Hanft left WRG in 1980, and started Slater Hanft Martin, which eventually became Hanft Unlimited, Inc. The New York Times described the firm as "A small advertising agency that is every large agency's nightmare."

Hanft's clients have included Sony, Procter & Gamble, Match.com, and Chemistry.com, for which the firm won an Effie for marketing effectiveness in 2008. He also created and orchestrated the $60MM 'It's Okay to Look' campaign for Match.com.

==Saddam Hussein==
In 1992, Hanft's agency referenced Saddam Hussein in an advertisement for a client that delivered financial information. The advertisement was headlined "History has shown what happens when one source controls all the information." An Iraqi diplomat protested.

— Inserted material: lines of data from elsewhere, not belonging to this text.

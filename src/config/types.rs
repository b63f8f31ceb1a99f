//! Configuration type definitions

use std::path::Path;
use std::time::Duration;

use serde::{Deserialize, Serialize};

use crate::domain::value_objects::PackageManager;
use crate::error::RolloutResult;

use super::loader::{self, ConfigWarning};

/// Connection configuration
#[derive(Debug, Clone, PartialEq, Eq, Serialize, Deserialize)]
pub struct ConnectionConfig {
    /// Seconds to wait for the remote session
    #[serde(default = "default_timeout_secs")]
    pub timeout_secs: u64,

    /// Value for ssh `StrictHostKeyChecking`
    #[serde(default = "default_host_key_checking")]
    pub strict_host_key_checking: String,
}

impl Default for ConnectionConfig {
    fn default() -> Self {
        Self {
            timeout_secs: default_timeout_secs(),
            strict_host_key_checking: default_host_key_checking(),
        }
    }
}

impl ConnectionConfig {
    pub fn timeout(&self) -> Duration {
        Duration::from_secs(self.timeout_secs.max(1))
    }
}

fn default_timeout_secs() -> u64 {
    30
}

fn default_host_key_checking() -> String {
    "accept-new".to_string()
}

/// Local build configuration
#[derive(Debug, Clone, PartialEq, Eq, Serialize, Deserialize, Default)]
pub struct BuildConfig {
    #[serde(default)]
    pub package_manager: PackageManager,
}

/// Transfer configuration
#[derive(Debug, Clone, PartialEq, Eq, Serialize, Deserialize)]
pub struct TransferConfig {
    /// Use delta-sync when the tools allow it
    #[serde(default = "default_true")]
    pub prefer_delta: bool,

    /// gzip level for archive bundles (0-9)
    #[serde(default = "default_compression_level")]
    pub compression_level: u32,
}

impl Default for TransferConfig {
    fn default() -> Self {
        Self {
            prefer_delta: true,
            compression_level: default_compression_level(),
        }
    }
}

fn default_true() -> bool {
    true
}

fn default_compression_level() -> u32 {
    1
}

/// Output configuration
#[derive(Debug, Clone, PartialEq, Eq, Serialize, Deserialize, Default)]
pub struct OutputConfig {
    #[serde(default)]
    pub color: ColorMode,
}

/// Color output mode
#[derive(Debug, Clone, Copy, PartialEq, Eq, Serialize, Deserialize, Default)]
#[serde(rename_all = "lowercase")]
pub enum ColorMode {
    #[default]
    Auto,
    Always,
    Never,
}

/// Main configuration structure
#[derive(Debug, Clone, PartialEq, Eq, Serialize, Deserialize, Default)]
pub struct Config {
    #[serde(default)]
    pub connection: ConnectionConfig,

    #[serde(default)]
    pub build: BuildConfig,

    #[serde(default)]
    pub transfer: TransferConfig,

    #[serde(default)]
    pub output: OutputConfig,
}

impl Config {
    /// Load configuration from a single TOML file
    pub fn load(path: &Path) -> RolloutResult<Self> {
        let (config, _warnings) = loader::load_with_warnings(path)?;
        Ok(config)
    }

    /// Load configuration and collect non-fatal warnings (e.g. unknown keys).
    pub fn load_with_warnings(path: &Path) -> RolloutResult<(Self, Vec<ConfigWarning>)> {
        loader::load_with_warnings(path)
    }

    /// Layer user config, project config, and `ROLLOUT_*` variables
    pub fn load_layered(project_root: &Path) -> RolloutResult<(Self, Vec<ConfigWarning>)> {
        loader::load_layered(project_root)
    }

    /// Apply environment variable overrides (ROLLOUT_* prefix)
    pub fn with_env_overrides(self) -> Self {
        loader::with_env_overrides(self)
    }
}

==Journalism and cultural criticism==
Hanft writes on a variety of political and cultural subjects for media that include The Daily Beast, Salon,
Huffington Post, CNN, Wired, The Atlantic and AOL News. He has also been a frequent commentator on public radio's Marketplace, and has appeared regularly on TV including The Daily Show. For five years he wrote the back-page column "Grist" for Inc. magazine, where he served as a Contributing Editor and Marketer-in-Chief.

==Dictionary of the Future==
Published in 2001 and co-written with Faith Popcorn, Dictionary of the Future is described a collection of words and terms that have not yet entered mainstream dictionaries.
Wired called the book a "memetic encyclopedia of what's to come, an engaging crash course in bleeding-edge ideas and debatable issues".

Many of the concepts and predictions published in "Dictionary of the Future" went on to become culturally-relevant phenomena, including: free-range children; ego-surfing; Internet sentiment research; infographic design; locouture (local fashion); crowd-sourced new products combat drones; data fasts, and "online learning experts" as a job of the future.